From 2015 to 2017, the Office of the National Coordinator for Health IT and AcademyHealth engaged 15 communities in a peer learning collaborative to identify data solutions and disseminate best practices and lessons learned.

A learning guide developed as part of the series focuses on San Diego’s experience in building a community health information exchange (HIE) and the realities of embarking on a broad community collaboration to achieve better data sharing. San Diego Health Connect (SDHC) Executive Director Dan Chavez, consultant Mark Branning, and Christy Rosenberg, director of Be There San Diego, outline eight recommendations based on their lessons learned.

Below are brief descriptions of their recommendations. Greater detail on each is provided in the learning guide.

Recommendation 1: Select a technical architecture that supports the HIE’s long-term goals. Committing to a technical architecture is a key decision point for an information exchange and has implications for the short-term and long-term utility of the platform. In 2010 when SDHC was awarded the Beacon grant, an HIE was a new, relatively untested model. This is why the San Diego Beacon Community decided to start with a federated (decentralized) model, as it was the lowest risk start-up model at the time. However, after years of implementation experience it became clear a centralized data repository would have been more advantageous in supporting long-terms goals.

Recommendation 2: Establish workgroups to enhance trust, communication, collaboration, and problem-solving. The workgroup format, in which representatives from multiple member organizations including those with specific topic expertise regularly convene around an important aspect of the HIE, is an effective way to support community collaboration and consensus building. It ensures members look beyond the needs of their own organizations to make recommendations for the benefit of the entire community.

Recommendation 3: Use a community-wide “opt-out” consent model to increase patient participation. To assure the highest possible patient participation rate, and therefore the greatest amount of information available to health care providers, HIEs should use an opt-out, community (multi-provider) consent model. This means patient data is automatically added to the HIE unless patients actively decline participation; accordingly, all of the patient’s providers in the HIE can automatically access information with an opt-out model.

Recommendation 4: Improve patient matching by being vigilant about data quality, establishing a strong master patient index and record locator service, and working with a patient-matching management company. A master patient index (MPI) and record locator service (RLS) assure that when a provider seeks information on a patient, correct and complete information comes up on the screen. There is no “silver bullet” for patient matching, but there are a few effective methods to help increase your organization’s patient matching accuracy.

Recommendation 5: Leverage patient-matching capability with community partners. Matching a patient to his/her correct medical record is fundamental to improving quality, interoperability, and population health outcomes, as well as preventing fraud and abuse. It is an integral function of an HIE and is very expensive to get right, which is why HIEs with strong patient-matching functionality should leverage this asset with community partners rather than having community partners create their own systems. Thus, the HIE can serve as the central hub to ensure accurately matched records for patients from other sources such as community service organizations.

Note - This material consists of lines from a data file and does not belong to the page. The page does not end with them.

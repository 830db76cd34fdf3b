use serde::{Deserialize, Serialize};
use std::sync::{Arc, Mutex};

use uuid::Uuid;

use crate::db::driver::DatabaseDriver;
use crate::db::events::{EventBus, Subscription};
use crate::db::lock_or_recover;
use crate::db::oracle_driver::OracleDriver;
use crate::db::session::{EngineSettings, Session};
use crate::error::{Error, Result};

#[derive(Clone, Debug, PartialEq, Eq, Serialize, Deserialize)]
pub struct ConnectionInfo {
    pub name: String,
    pub username: String,
    #[serde(skip_serializing, default)]
    pub password: String,
    pub host: String,
    pub port: u16,
    pub service_name: String,
}

impl ConnectionInfo {
    pub fn new(
        name: &str,
        username: &str,
        password: &str,
        host: &str,
        port: u16,
        service_name: &str,
    ) -> Self {
        Self {
            name: name.to_string(),
            username: username.to_string(),
            password: password.to_string(),
            host: host.to_string(),
            port,
            service_name: service_name.to_string(),
        }
    }

    pub fn connection_string(&self) -> String {
        format!("//{}:{}/{}", self.host, self.port, self.service_name)
    }

    pub fn display_string(&self) -> String {
        format!(
            "{} ({}@{}:{}/{})",
            self.name, self.username, self.host, self.port, self.service_name
        )
    }

    /// Securely clear the password from memory by overwriting with zeros
    /// then releasing the allocation.
    pub fn clear_password(&mut self) {
        // SAFETY: we write zeros over the valid UTF-8 bytes (zeros are valid UTF-8)
        let bytes = unsafe { self.password.as_bytes_mut() };
        for b in bytes.iter_mut() {
            // Use write_volatile to prevent the compiler from optimizing away the zeroing
            unsafe { std::ptr::write_volatile(b, 0) };
        }
        self.password.clear();
        self.password.shrink_to_fit();
    }
}

impl Default for ConnectionInfo {
    fn default() -> Self {
        Self {
            name: String::new(),
            username: String::new(),
            password: String::new(),
            host: "localhost".to_string(),
            port: 1521,
            service_name: "ORCL".to_string(),
        }
    }
}

#[derive(Debug, Clone, Copy, PartialEq, Eq, Serialize, Deserialize)]
#[serde(rename_all = "lowercase")]
pub enum ConnectionStatus {
    Added,
    Removed,
    Updated,
    Opened,
    Closed,
    Renamed,
    Reconnected,
    Cloned,
}

#[derive(Debug, Clone, PartialEq, Eq)]
pub struct ConnectionEvent {
    pub connection_id: String,
    pub status: ConnectionStatus,
    /// Name after the transition.
    pub name: String,
    /// Name before a rename or update; the source name for a clone.
    pub old_name: Option<String>,
}

/// Snapshot of a registered connection. The password is never included.
#[derive(Debug, Clone)]
pub struct Connection {
    id: String,
    info: ConnectionInfo,
    session: Option<Session>,
}

impl Connection {
    pub fn id(&self) -> &str {
        &self.id
    }

    pub fn name(&self) -> &str {
        &self.info.name
    }

    pub fn info(&self) -> &ConnectionInfo {
        &self.info
    }

    pub fn session(&self) -> Option<&Session> {
        self.session.as_ref()
    }

    pub fn is_connected(&self) -> bool {
        self.session.as_ref().is_some_and(Session::is_connected)
    }
}

struct ConnectionRecord {
    info: ConnectionInfo,
    session: Option<Session>,
}

struct ConnectionEntry {
    id: String,
    /// Serializes connect/disconnect/reconnect and their notifications, so
    /// transitions of one connection are published in order.
    lifecycle: tokio::sync::Mutex<()>,
    record: Mutex<ConnectionRecord>,
}

impl ConnectionEntry {
    fn snapshot(&self) -> Connection {
        let record = lock_or_recover(&self.record, "connection record");
        let mut info = record.info.clone();
        info.clear_password();
        Connection {
            id: self.id.clone(),
            info,
            session: record.session.clone(),
        }
    }

    fn name(&self) -> String {
        lock_or_recover(&self.record, "connection record").info.name.clone()
    }

    fn live_session(&self) -> Option<Session> {
        lock_or_recover(&self.record, "connection record")
            .session
            .clone()
            .filter(Session::is_connected)
    }

    fn set_session(&self, session: Option<Session>) -> Option<Session> {
        std::mem::replace(
            &mut lock_or_recover(&self.record, "connection record").session,
            session,
        )
    }
}

struct RegistryInner {
    driver: Arc<dyn DatabaseDriver>,
    settings: EngineSettings,
    entries: Mutex<Vec<Arc<ConnectionEntry>>>,
    events: EventBus<ConnectionEvent>,
}

/// Named connections, their sessions and status notifications.
///
/// One registry is built at startup and handed to whatever needs sessions.
/// Clones share the same registry.
#[derive(Clone)]
pub struct ConnectionRegistry {
    inner: Arc<RegistryInner>,
}

impl ConnectionRegistry {
    pub fn new(driver: Arc<dyn DatabaseDriver>, settings: EngineSettings) -> Self {
        Self {
            inner: Arc::new(RegistryInner {
                driver,
                settings,
                entries: Mutex::new(Vec::new()),
                events: EventBus::new(),
            }),
        }
    }

    /// Registry backed by the Oracle driver.
    pub fn oracle(settings: EngineSettings) -> Self {
        Self::new(Arc::new(OracleDriver::new()), settings)
    }

    pub fn settings(&self) -> &EngineSettings {
        &self.inner.settings
    }

    pub fn subscribe(&self) -> Subscription<ConnectionEvent> {
        self.inner.events.subscribe()
    }

    fn publish(&self, entry: &ConnectionEntry, status: ConnectionStatus, old_name: Option<String>) {
        self.inner.events.publish(ConnectionEvent {
            connection_id: entry.id.clone(),
            status,
            name: entry.name(),
            old_name,
        });
    }

    fn entry(&self, id: &str) -> Result<Arc<ConnectionEntry>> {
        lock_or_recover(&self.inner.entries, "connection registry")
            .iter()
            .find(|entry| entry.id == id)
            .cloned()
            .ok_or_else(|| Error::UnknownConnection(id.to_string()))
    }

    fn insert(&self, info: ConnectionInfo) -> Arc<ConnectionEntry> {
        let entry = Arc::new(ConnectionEntry {
            id: Uuid::new_v4().to_string(),
            lifecycle: tokio::sync::Mutex::new(()),
            record: Mutex::new(ConnectionRecord {
                info,
                session: None,
            }),
        });
        lock_or_recover(&self.inner.entries, "connection registry").push(Arc::clone(&entry));
        entry
    }

    pub fn add(&self, info: ConnectionInfo) -> Connection {
        let entry = self.insert(info);
        self.publish(&entry, ConnectionStatus::Added, None);
        entry.snapshot()
    }

    pub fn get(&self, id: &str) -> Option<Connection> {
        self.entry(id).ok().map(|entry| entry.snapshot())
    }

    pub fn find_by_name(&self, name: &str) -> Option<Connection> {
        lock_or_recover(&self.inner.entries, "connection registry")
            .iter()
            .find(|entry| entry.name() == name)
            .map(|entry| entry.snapshot())
    }

    pub fn list(&self) -> Vec<Connection> {
        lock_or_recover(&self.inner.entries, "connection registry")
            .iter()
            .map(|entry| entry.snapshot())
            .collect()
    }

    /// Disconnects if needed, then forgets the connection.
    pub async fn remove(&self, id: &str) -> Result<()> {
        let entry = self.entry(id)?;
        let _lifecycle = entry.lifecycle.lock().await;
        self.close_session(&entry).await?;
        lock_or_recover(&self.inner.entries, "connection registry")
            .retain(|candidate| candidate.id != entry.id);
        self.publish(&entry, ConnectionStatus::Removed, None);
        Ok(())
    }

    pub async fn rename(&self, id: &str, new_name: &str) -> Result<()> {
        let entry = self.entry(id)?;
        let _lifecycle = entry.lifecycle.lock().await;
        let old_name = {
            let mut record = lock_or_recover(&entry.record, "connection record");
            std::mem::replace(&mut record.info.name, new_name.to_string())
        };
        self.publish(&entry, ConnectionStatus::Renamed, Some(old_name));
        Ok(())
    }

    /// Replaces the stored details. A live session keeps running; the new
    /// details apply from the next connect.
    pub async fn update(&self, id: &str, info: ConnectionInfo) -> Result<()> {
        let entry = self.entry(id)?;
        let _lifecycle = entry.lifecycle.lock().await;
        let old_name = {
            let mut record = lock_or_recover(&entry.record, "connection record");
            let old = std::mem::replace(&mut record.info, info);
            old.name
        };
        self.publish(&entry, ConnectionStatus::Updated, Some(old_name));
        Ok(())
    }

    /// Registers a disconnected copy named `<name> (copy)`.
    pub fn clone_connection(&self, id: &str) -> Result<Connection> {
        let source = self.entry(id)?;
        let mut info = lock_or_recover(&source.record, "connection record").info.clone();
        let source_name = info.name.clone();
        info.name = self.unique_name(&format!("{source_name} (copy)"));
        let entry = self.insert(info);
        self.publish(&entry, ConnectionStatus::Cloned, Some(source_name));
        Ok(entry.snapshot())
    }

    fn unique_name(&self, base: &str) -> String {
        let taken: Vec<String> = self.list().iter().map(|c| c.name().to_string()).collect();
        if !taken.iter().any(|name| name == base) {
            return base.to_string();
        }
        (2..)
            .map(|n| format!("{base} {n}"))
            .find(|candidate| !taken.contains(candidate))
            .unwrap_or_else(|| base.to_string())
    }

    /// The connection's session, opening one if it has none.
    pub async fn connect(&self, id: &str) -> Result<Session> {
        let entry = self.entry(id)?;
        let _lifecycle = entry.lifecycle.lock().await;
        if let Some(session) = entry.live_session() {
            return Ok(session);
        }
        let session = self.open_session(&entry).await?;
        entry.set_session(Some(session.clone()));
        self.publish(&entry, ConnectionStatus::Opened, None);
        Ok(session)
    }

    pub async fn disconnect(&self, id: &str) -> Result<()> {
        let entry = self.entry(id)?;
        let _lifecycle = entry.lifecycle.lock().await;
        self.close_session(&entry).await
    }

    /// A fresh session. A live one is closed first, so the connection never
    /// holds two.
    pub async fn reconnect(&self, id: &str) -> Result<Session> {
        let entry = self.entry(id)?;
        let _lifecycle = entry.lifecycle.lock().await;
        let was_live = entry.live_session().is_some();
        if was_live {
            self.close_session(&entry).await?;
        } else {
            entry.set_session(None);
        }

        let session = self.open_session(&entry).await?;
        entry.set_session(Some(session.clone()));
        let status = if was_live {
            ConnectionStatus::Opened
        } else {
            ConnectionStatus::Reconnected
        };
        self.publish(&entry, status, None);
        Ok(session)
    }

    /// Closes every session; used at shutdown.
    pub async fn close_all(&self) {
        let entries: Vec<Arc<ConnectionEntry>> =
            lock_or_recover(&self.inner.entries, "connection registry").clone();
        for entry in entries {
            let _lifecycle = entry.lifecycle.lock().await;
            if let Err(err) = self.close_session(&entry).await {
                eprintln!("Warning: failed to close connection `{}`: {err}", entry.name());
            }
        }
    }

    /// Caller holds the entry's lifecycle lock.
    async fn close_session(&self, entry: &ConnectionEntry) -> Result<()> {
        let Some(session) = entry.set_session(None) else {
            return Ok(());
        };
        let was_live = session.is_connected();
        session.close().await?;
        if was_live {
            self.publish(entry, ConnectionStatus::Closed, None);
        }
        Ok(())
    }

    async fn open_session(&self, entry: &ConnectionEntry) -> Result<Session> {
        let info = lock_or_recover(&entry.record, "connection record").info.clone();
        let driver = Arc::clone(&self.inner.driver);
        let name = info.name.clone();
        let connected = tokio::task::spawn_blocking(move || driver.connect(&info)).await?;
        let driver_session = connected.map_err(|err| Error::Connect(err.to_string()))?;
        Ok(Session::new(&name, driver_session, self.inner.settings.clone()))
    }
}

Recommendation 6: Know your region’s community information technology assets and build trust with potential partners. Building trust, maintaining open lines of communication, and staying committed to continued improvement of one’s own information exchange is critical—especially when there are multiple information systems in place. The goal is to have a 360-degree client data view integrating medical, social, and local government data when feasible and appropriate.

Recommendation 7: Help healthcare providers achieve Meaningful Use and establish electronic transmission of reportable events to the County Public Health Department. As part of achieving Meaningful Use requirements (Stage 2) and now Advancing Care Information objectives, eligible hospitals and providers are required to establish ongoing data communication for care transitions, immunization records, reportable critical lab results, and syndromic surveillance. The HIE helped providers by providing the infrastructure needed to link them with the County Public Health Department through a single hub or portal to transmit these data electronically instead of by fax or mail or having to set up multiple independent electronic connections.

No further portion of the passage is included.